WHAT YOU HAVE TO DO: Beneath this line are the data; copy exactly the part of them that opens with the line containing "into the session" and closes with the line containing "if let Some(color)", and only that part.

INFORMATION SUPPLIED:
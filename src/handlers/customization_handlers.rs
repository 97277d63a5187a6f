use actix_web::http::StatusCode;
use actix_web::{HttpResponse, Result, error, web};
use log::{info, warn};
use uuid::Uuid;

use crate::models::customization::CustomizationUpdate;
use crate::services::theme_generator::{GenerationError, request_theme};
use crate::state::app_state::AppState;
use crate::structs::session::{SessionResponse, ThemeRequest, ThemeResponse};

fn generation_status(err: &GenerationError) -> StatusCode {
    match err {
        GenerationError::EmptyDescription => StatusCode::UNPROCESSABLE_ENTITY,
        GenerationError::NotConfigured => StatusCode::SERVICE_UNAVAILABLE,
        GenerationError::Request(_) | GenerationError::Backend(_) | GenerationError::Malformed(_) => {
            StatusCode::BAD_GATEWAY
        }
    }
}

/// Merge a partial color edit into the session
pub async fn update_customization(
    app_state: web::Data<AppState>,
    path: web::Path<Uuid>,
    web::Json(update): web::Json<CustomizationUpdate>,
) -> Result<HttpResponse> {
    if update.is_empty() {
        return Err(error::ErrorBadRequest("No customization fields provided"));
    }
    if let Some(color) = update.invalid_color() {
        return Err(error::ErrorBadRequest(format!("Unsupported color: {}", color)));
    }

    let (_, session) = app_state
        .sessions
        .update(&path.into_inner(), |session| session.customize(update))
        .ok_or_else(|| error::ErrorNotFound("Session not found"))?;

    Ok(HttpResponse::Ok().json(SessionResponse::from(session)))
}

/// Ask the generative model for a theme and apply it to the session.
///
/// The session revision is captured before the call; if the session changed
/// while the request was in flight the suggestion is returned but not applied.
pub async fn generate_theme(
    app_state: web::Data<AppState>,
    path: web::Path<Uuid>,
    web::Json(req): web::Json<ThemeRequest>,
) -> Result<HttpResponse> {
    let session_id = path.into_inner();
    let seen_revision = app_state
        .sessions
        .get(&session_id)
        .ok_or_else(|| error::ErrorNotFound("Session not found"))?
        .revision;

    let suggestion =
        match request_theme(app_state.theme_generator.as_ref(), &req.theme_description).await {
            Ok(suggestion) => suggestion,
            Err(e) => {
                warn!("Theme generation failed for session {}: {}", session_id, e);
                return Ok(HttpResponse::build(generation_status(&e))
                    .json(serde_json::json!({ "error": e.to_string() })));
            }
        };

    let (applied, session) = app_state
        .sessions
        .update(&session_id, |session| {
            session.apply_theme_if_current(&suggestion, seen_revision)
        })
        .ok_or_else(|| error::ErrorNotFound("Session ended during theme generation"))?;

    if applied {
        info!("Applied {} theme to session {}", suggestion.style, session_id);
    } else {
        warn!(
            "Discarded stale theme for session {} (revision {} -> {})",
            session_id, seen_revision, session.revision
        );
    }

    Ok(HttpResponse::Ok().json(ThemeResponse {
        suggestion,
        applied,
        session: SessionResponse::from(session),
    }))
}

RESPONSE TO THE TASK:
/// Merge a partial color edit into the session
pub async fn update_customization(
    app_state: web::Data<AppState>,
    path: web::Path<Uuid>,
    web::Json(update): web::Json<CustomizationUpdate>,
) -> Result<HttpResponse> {
    if update.is_empty() {
        return Err(error::ErrorBadRequest("No customization fields provided"));
    }
    if let Some(color) = update.invalid_color() {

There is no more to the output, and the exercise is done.